◆ Extracted material ◆
***
//! Mutual exclusion between task context and interrupt handlers.
//!
//! There is one CPU and no blocking locks. Shared kernel state is only ever
//! touched with interrupts masked, which keeps the timer ISR out while a task
//! is mid-update. Interrupt handlers run with interrupts already off.

use core::cell::UnsafeCell;
use core::sync::atomic::{AtomicBool, Ordering};

use crate::arch;

/// Interrupts stay disabled while this guard lives.
///
/// Dropping it restores whatever interrupt state was in effect when it was
/// acquired, so masks nest.
pub struct InterruptMask {
    were_enabled: bool,
}

impl InterruptMask {
    pub fn acquire() -> Self {
        let were_enabled = arch::interrupts_enabled();
        arch::disable_interrupts();
        InterruptMask { were_enabled }
    }
}

impl Drop for InterruptMask {
    fn drop(&mut self) {
        if self.were_enabled {
            arch::enable_interrupts();
        }
    }
}

/// Kernel state shared between tasks and interrupt handlers.
///
/// Access goes through a closure under an [`InterruptMask`]; the `&mut`
/// handed to the closure cannot escape it, so no borrow is held across a
/// context switch.
pub struct InterruptCell<T> {
    value: UnsafeCell<T>,
    borrowed: AtomicBool,
}

// SAFETY:
// - Single CPU; every access runs with interrupts masked.
// - Nested access is detected by `borrowed` and panics.
unsafe impl<T: Send> Sync for InterruptCell<T> {}

impl<T> InterruptCell<T> {
    pub const fn new(value: T) -> Self {
        InterruptCell {
            value: UnsafeCell::new(value),
            borrowed: AtomicBool::new(false),
        }
    }

    /// Run `f` with exclusive access, masking interrupts for the duration.
    pub fn with<R>(&self, f: impl FnOnce(&mut T) -> R) -> R {
        let mask = InterruptMask::acquire();
        self.with_masked(&mask, f)
    }

    /// Run `f` with exclusive access under a mask the caller already holds.
    pub fn with_masked<R>(&self, _mask: &InterruptMask, f: impl FnOnce(&mut T) -> R) -> R {
        if self.borrowed.swap(true, Ordering::Acquire) {
            panic!("re-entrant access to kernel state");
        }
        let _release = Release(&self.borrowed);
        // SAFETY:
        // - Interrupts are masked, so no handler can observe `value`.
        // - `borrowed` guarantees this is the only live reference.
        f(unsafe { &mut *self.value.get() })
    }
}

struct Release<'a>(&'a AtomicBool);

impl Drop for Release<'_> {
    fn drop(&mut self) {
        self.0.store(false, Ordering::Release);
    }
}
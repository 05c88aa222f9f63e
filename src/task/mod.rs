//! Tasks: the unit of scheduling.
//!
//! A task owns its stack, its saved register context and its mailbox. The
//! [`manager::TaskManager`] owns every task and decides which one runs; run
//! queues and waiter maps refer to tasks only by [`TaskId`].

pub mod context;
pub mod mailbox;
pub mod manager;

use alloc::boxed::Box;
use alloc::vec::Vec;

use crate::config::DEFAULT_LEVEL;
use crate::message::Message;
use context::{TaskContext, TaskFn};
use mailbox::Mailbox;

/// Unique task identifier. Assigned in increasing order, never reused.
#[derive(Debug, Clone, Copy, PartialEq, Eq, PartialOrd, Ord, Hash)]
pub struct TaskId(u64);

impl TaskId {
    /// Sender id used for messages originating in the kernel or an ISR.
    pub const KERNEL: TaskId = TaskId(0);

    pub fn raw(&self) -> u64 {
        self.0
    }
}

impl From<u64> for TaskId {
    fn from(raw: u64) -> Self {
        TaskId(raw)
    }
}

impl core::fmt::Display for TaskId {
    fn fmt(&self, f: &mut core::fmt::Formatter) -> core::fmt::Result {
        write!(f, "Task#{}", self.0)
    }
}

// ─── Errors ─────────────────────────────────────────────────────

/// Task operation errors.
#[derive(Debug, Clone, Copy, PartialEq, Eq)]
pub enum TaskError {
    /// No live task has the requested id.
    NoSuchTask,
    /// The stack for a new task could not be allocated.
    StackAllocationFailed,
    /// Priority level outside `0..=MAX_LEVEL` under the reject policy.
    InvalidLevel(usize),
    /// The task is already schedulable; its context cannot be reset.
    AlreadyRunning,
}

impl core::fmt::Display for TaskError {
    fn fmt(&self, f: &mut core::fmt::Formatter) -> core::fmt::Result {
        match self {
            TaskError::NoSuchTask => write!(f, "no such task"),
            TaskError::StackAllocationFailed => write!(f, "stack allocation failed"),
            TaskError::InvalidLevel(level) => write!(f, "invalid level {}", level),
            TaskError::AlreadyRunning => write!(f, "task already running"),
        }
    }
}

// ─── Task ───────────────────────────────────────────────────────

/// A schedulable task.
pub struct Task {
    id: TaskId,
    stack: Box<[u64]>,
    context: TaskContext,
    mailbox: Mailbox,
    level: usize,
    running: bool,
}

impl Task {
    pub(crate) fn new(id: TaskId) -> Self {
        Task {
            id,
            stack: Box::new([]),
            context: TaskContext::zeroed(),
            mailbox: Mailbox::new(),
            level: DEFAULT_LEVEL,
            running: false,
        }
    }

    pub fn id(&self) -> TaskId {
        self.id
    }

    pub fn level(&self) -> usize {
        self.level
    }

    /// True while the task sits in a run queue.
    pub fn is_running(&self) -> bool {
        self.running
    }

    pub fn context(&self) -> &TaskContext {
        &self.context
    }

    pub fn context_mut(&mut self) -> &mut TaskContext {
        &mut self.context
    }

    /// Address range `[bottom, top)` of the task's stack.
    pub fn stack_bounds(&self) -> (u64, u64) {
        let bottom = self.stack.as_ptr() as u64;
        (bottom, bottom + (self.stack.len() * 8) as u64)
    }

    pub fn pending_messages(&self) -> usize {
        self.mailbox.len()
    }

    /// Allocate a stack and point the context at `entry(arg1, arg2)`.
    ///
    /// On entry `rsp + 8` is 16-byte aligned, as after a `call`, and the
    /// slot at `rsp` holds the arch task-return trampoline so a returning
    /// entry function finishes the task. Nothing is modified if the stack
    /// cannot be allocated.
    pub fn init_context(
        &mut self,
        entry: TaskFn,
        arg1: u64,
        arg2: u64,
        stack_bytes: usize,
    ) -> Result<&mut Self, TaskError> {
        if self.running {
            return Err(TaskError::AlreadyRunning);
        }

        let words = stack_bytes.div_ceil(8).max(2);
        let mut stack = Vec::new();
        stack
            .try_reserve_exact(words)
            .map_err(|_| TaskError::StackAllocationFailed)?;
        stack.resize(words, 0u64);
        let mut stack = stack.into_boxed_slice();

        let bottom = stack.as_ptr() as u64;
        let top = bottom + (words * 8) as u64;
        let rsp = (top & !0xf) - 8;
        stack[((rsp - bottom) / 8) as usize] = crate::arch::task_return_address();

        self.context = TaskContext::for_entry(entry, arg1, arg2, rsp);
        self.stack = stack;
        Ok(self)
    }

    pub(crate) fn set_level(&mut self, level: usize) {
        self.level = level;
    }

    pub(crate) fn set_running(&mut self, running: bool) {
        self.running = running;
    }

    pub(crate) fn push_message(&mut self, msg: Message) {
        self.mailbox.push(msg);
    }

    pub(crate) fn pop_message(&mut self) -> Option<Message> {
        self.mailbox.pop()
    }
}

impl core::fmt::Debug for Task {
    fn fmt(&self, f: &mut core::fmt::Formatter) -> core::fmt::Result {
        f.debug_struct("Task")
            .field("id", &self.id)
            .field("level", &self.level)
            .field("running", &self.running)
            .field("messages", &self.mailbox.len())
            .finish()
    }
}
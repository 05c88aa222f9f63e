//! PS/2 keyboard decoding into `KeyPush` messages.
//!
//! Scan codes (set 1) are decoded with `pc-keyboard`; modifier state is
//! tracked here from the raw key events so release events carry it too.

use pc_keyboard::{layouts, DecodedKey, HandleControl, KeyCode, KeyState, Keyboard, ScancodeSet1};

use crate::message::{Message, MessageKind, Modifiers};

pub struct KeyboardDecoder {
    keyboard: Keyboard<layouts::Us104Key, ScancodeSet1>,
    modifiers: Modifiers,
}

impl Default for KeyboardDecoder {
    fn default() -> Self {
        Self::new()
    }
}

impl KeyboardDecoder {
    pub fn new() -> Self {
        KeyboardDecoder {
            keyboard: Keyboard::new(ScancodeSet1::new(), layouts::Us104Key, HandleControl::Ignore),
            modifiers: Modifiers::empty(),
        }
    }

    pub fn modifiers(&self) -> Modifiers {
        self.modifiers
    }

    /// Feed one byte from the controller; returns a message once a whole key
    /// event has been received.
    pub fn on_scancode(&mut self, scancode: u8) -> Option<Message> {
        let event = self.keyboard.add_byte(scancode).ok()??;
        let code = event.code;
        let press = event.state == KeyState::Down;

        if let Some(flag) = modifier_flag(code) {
            self.modifiers.set(flag, press);
        }

        let ascii = match self.keyboard.process_keyevent(event) {
            Some(DecodedKey::Unicode(c)) if c.is_ascii() => c as u8,
            _ => 0,
        };

        Some(Message::new(MessageKind::KeyPush {
            modifier: self.modifiers,
            keycode: code as u8,
            ascii,
            press,
        }))
    }
}

fn modifier_flag(code: KeyCode) -> Option<Modifiers> {
    let flag = match code {
        KeyCode::LControl => Modifiers::LEFT_CONTROL,
        KeyCode::LShift => Modifiers::LEFT_SHIFT,
        KeyCode::LAlt => Modifiers::LEFT_ALT,
        KeyCode::LWin => Modifiers::LEFT_GUI,
        KeyCode::RControl => Modifiers::RIGHT_CONTROL,
        KeyCode::RShift => Modifiers::RIGHT_SHIFT,
        KeyCode::RAltGr => Modifiers::RIGHT_ALT,
        KeyCode::RWin => Modifiers::RIGHT_GUI,
        _ => return None,
    };
    Some(flag)
}
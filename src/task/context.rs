//! Saved CPU state of a task and the contract for switching between them.
//!
//! The layout of [`TaskContext`] is shared with the switch and interrupt
//! entry assembly in `arch`; the offsets are fixed and checked at compile
//! time below.

use core::mem::offset_of;

/// Entry point of a task: `(first, second) -> exit code`.
///
/// `spawn` passes the task's own id as `first`.
pub type TaskFn = extern "C" fn(u64, u64) -> i32;

/// Size of the FXSAVE image stored at the end of the context.
pub const FXSAVE_AREA_BYTES: usize = 512;

/// RFLAGS with IF set (bit 9) and the always-one reserved bit 1.
pub const INITIAL_RFLAGS: u64 = 0x202;

/// x87 control word with every exception masked.
pub const DEFAULT_FCW: u16 = 0x037f;

/// MXCSR with every SSE exception masked, round-to-nearest.
pub const DEFAULT_MXCSR: u32 = 0x1f80;

const MXCSR_OFFSET: usize = 24;

/// Complete CPU-visible state of a paused task.
#[derive(Clone, Copy)]
#[repr(C, align(16))]
pub struct TaskContext {
    pub cr3: u64,
    pub rip: u64,
    pub rflags: u64,
    pub reserved1: u64,
    pub cs: u64,
    pub ss: u64,
    pub fs: u64,
    pub gs: u64,
    pub rax: u64,
    pub rbx: u64,
    pub rcx: u64,
    pub rdx: u64,
    pub rdi: u64,
    pub rsi: u64,
    pub rsp: u64,
    pub rbp: u64,
    pub r8: u64,
    pub r9: u64,
    pub r10: u64,
    pub r11: u64,
    pub r12: u64,
    pub r13: u64,
    pub r14: u64,
    pub r15: u64,
    pub fxsave_area: [u8; FXSAVE_AREA_BYTES],
}

const _: () = {
    assert!(offset_of!(TaskContext, cr3) == 0x00);
    assert!(offset_of!(TaskContext, cs) == 0x20);
    assert!(offset_of!(TaskContext, rax) == 0x40);
    assert!(offset_of!(TaskContext, rsp) == 0x70);
    assert!(offset_of!(TaskContext, r8) == 0x80);
    assert!(offset_of!(TaskContext, fxsave_area) == 0xc0);
    assert!(core::mem::size_of::<TaskContext>() == 0xc0 + FXSAVE_AREA_BYTES);
};

impl TaskContext {
    pub const fn zeroed() -> Self {
        TaskContext {
            cr3: 0,
            rip: 0,
            rflags: 0,
            reserved1: 0,
            cs: 0,
            ss: 0,
            fs: 0,
            gs: 0,
            rax: 0,
            rbx: 0,
            rcx: 0,
            rdx: 0,
            rdi: 0,
            rsi: 0,
            rsp: 0,
            rbp: 0,
            r8: 0,
            r9: 0,
            r10: 0,
            r11: 0,
            r12: 0,
            r13: 0,
            r14: 0,
            r15: 0,
            fxsave_area: [0; FXSAVE_AREA_BYTES],
        }
    }

    /// Fresh context that starts `entry(arg1, arg2)` on `stack_pointer`.
    ///
    /// Page-table root and code/stack selectors are taken from the CPU as it
    /// is now, so the task runs in the same address space and privilege.
    pub fn for_entry(entry: TaskFn, arg1: u64, arg2: u64, stack_pointer: u64) -> Self {
        let mut ctx = TaskContext::zeroed();
        let (cs, ss) = crate::arch::current_selectors();

        ctx.cr3 = crate::arch::current_page_table_root();
        ctx.cs = cs;
        ctx.ss = ss;
        ctx.rip = entry as usize as u64;
        ctx.rdi = arg1;
        ctx.rsi = arg2;
        ctx.rsp = stack_pointer;
        ctx.rflags = INITIAL_RFLAGS;
        ctx.fxsave_area[0..2].copy_from_slice(&DEFAULT_FCW.to_le_bytes());
        ctx.fxsave_area[MXCSR_OFFSET..MXCSR_OFFSET + 4]
            .copy_from_slice(&DEFAULT_MXCSR.to_le_bytes());
        ctx
    }

    pub fn fcw(&self) -> u16 {
        u16::from_le_bytes([self.fxsave_area[0], self.fxsave_area[1]])
    }

    pub fn mxcsr(&self) -> u32 {
        let b = &self.fxsave_area[MXCSR_OFFSET..MXCSR_OFFSET + 4];
        u32::from_le_bytes([b[0], b[1], b[2], b[3]])
    }
}

impl core::fmt::Debug for TaskContext {
    fn fmt(&self, f: &mut core::fmt::Formatter) -> core::fmt::Result {
        f.debug_struct("TaskContext")
            .field("rip", &format_args!("{:#x}", self.rip))
            .field("rsp", &format_args!("{:#x}", self.rsp))
            .field("rflags", &format_args!("{:#x}", self.rflags))
            .field("cr3", &format_args!("{:#x}", self.cr3))
            .finish_non_exhaustive()
    }
}

/// Architecture primitive that moves the CPU from one task to another.
///
/// Implemented with assembly by `arch` on bare metal; tests substitute a
/// recorder.
pub trait ContextSwitch: Sync {
    /// Save the live registers into `current`, then resume `next`.
    ///
    /// Returns only when something later resumes `current`.
    ///
    /// # Safety
    /// Both pointers must reference task contexts that stay allocated until
    /// the switch completes, and interrupts must be masked.
    unsafe fn switch_context(&self, next: *const TaskContext, current: *mut TaskContext);

    /// Resume `next`, discarding the caller's state.
    ///
    /// # Safety
    /// `next` must hold a context that is valid to resume.
    unsafe fn restore_context(&self, next: *const TaskContext) -> !;
}
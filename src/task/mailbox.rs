//! Per-task FIFO of pending messages.

use alloc::collections::VecDeque;

use crate::message::Message;

/// Ordered queue of messages owned by one task.
#[derive(Debug, Default)]
pub struct Mailbox {
    messages: VecDeque<Message>,
}

impl Mailbox {
    pub fn new() -> Self {
        Mailbox {
            messages: VecDeque::new(),
        }
    }

    /// Append a message behind everything already queued.
    pub fn push(&mut self, msg: Message) {
        self.messages.push_back(msg);
    }

    /// Take the oldest message, if any. Never blocks.
    pub fn pop(&mut self) -> Option<Message> {
        self.messages.pop_front()
    }

    pub fn len(&self) -> usize {
        self.messages.len()
    }

    pub fn is_empty(&self) -> bool {
        self.messages.is_empty()
    }
}
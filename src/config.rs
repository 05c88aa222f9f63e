//! Scheduler and timer tuning.
//!
//! Compile-time constants cover the fixed shape of the kernel (number of
//! priority levels, tick rate). [`Config`] carries the knobs a kernel image
//! may want to choose at boot.

use crate::task::TaskError;

/// Highest priority level. Levels run `0..=MAX_LEVEL`; higher preempts lower.
pub const MAX_LEVEL: usize = 3;

/// Level given to freshly created tasks.
pub const DEFAULT_LEVEL: usize = 1;

/// Timer interrupts per second.
pub const TIMER_FREQ: u64 = 100;

/// Ticks between scheduler rotations (20 ms at `TIMER_FREQ`).
pub const TASK_TIMER_PERIOD: u64 = TIMER_FREQ / 50;

/// Stack allocated per task by `init_context`.
pub const DEFAULT_STACK_BYTES: usize = 16 * 1024;

/// Virtual start of the kernel heap.
pub const HEAP_START: usize = 0x_4444_4444_0000;

/// Kernel heap size. Task stacks come out of it.
pub const HEAP_SIZE: usize = 1024 * 1024;

/// What to do with a priority level outside `0..=MAX_LEVEL`.
#[derive(Debug, Clone, Copy, PartialEq, Eq)]
pub enum LevelPolicy {
    /// Fail the call with [`TaskError::InvalidLevel`].
    Reject,
    /// Silently lower the level to `MAX_LEVEL`.
    Clamp,
}

/// Where a running task lands when its level is changed while it is queued
/// but not executing.
///
/// The executing task is always moved to the front of its new level so it
/// keeps the CPU without a context switch; this only affects the others.
#[derive(Debug, Clone, Copy, PartialEq, Eq)]
pub enum RequeuePolicy {
    /// Append to the back of the new level's queue.
    Back,
    /// Insert at the front of the new level's queue.
    Front,
}

/// Boot-time scheduler configuration.
#[derive(Debug, Clone, Copy, PartialEq, Eq)]
pub struct Config {
    /// Ticks between scheduler timer expiries. Zero is treated as one.
    pub scheduler_period: u64,
    /// Bytes of stack allocated per task.
    pub stack_bytes: usize,
    pub level_policy: LevelPolicy,
    pub requeue_policy: RequeuePolicy,
}

impl Default for Config {
    fn default() -> Self {
        Config {
            scheduler_period: TASK_TIMER_PERIOD,
            stack_bytes: DEFAULT_STACK_BYTES,
            level_policy: LevelPolicy::Reject,
            requeue_policy: RequeuePolicy::Back,
        }
    }
}

impl Config {
    /// Scheduler period, never zero.
    pub fn period(&self) -> u64 {
        self.scheduler_period.max(1)
    }

    /// Validate a requested level against `level_policy`.
    pub fn check_level(&self, level: usize) -> Result<usize, TaskError> {
        if level <= MAX_LEVEL {
            return Ok(level);
        }
        match self.level_policy {
            LevelPolicy::Reject => Err(TaskError::InvalidLevel(level)),
            LevelPolicy::Clamp => Ok(MAX_LEVEL),
        }
    }
}

/// Convert milliseconds to timer ticks, rounding down.
pub const fn ms_to_ticks(ms: u64) -> u64 {
    ms * TIMER_FREQ / 1000
}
***
◆ Work required ◆
Restate, word for word and without additions, every line from the top of the listing above through the line that contains "use core::cell::UnsafeCell;".

◆ Task response ◆
//! Mutual exclusion between task context and interrupt handlers.
//!
//! There is one CPU and no blocking locks. Shared kernel state is only ever
//! touched with interrupts masked, which keeps the timer ISR out while a task
//! is mid-update. Interrupt handlers run with interrupts already off.

use core::cell::UnsafeCell;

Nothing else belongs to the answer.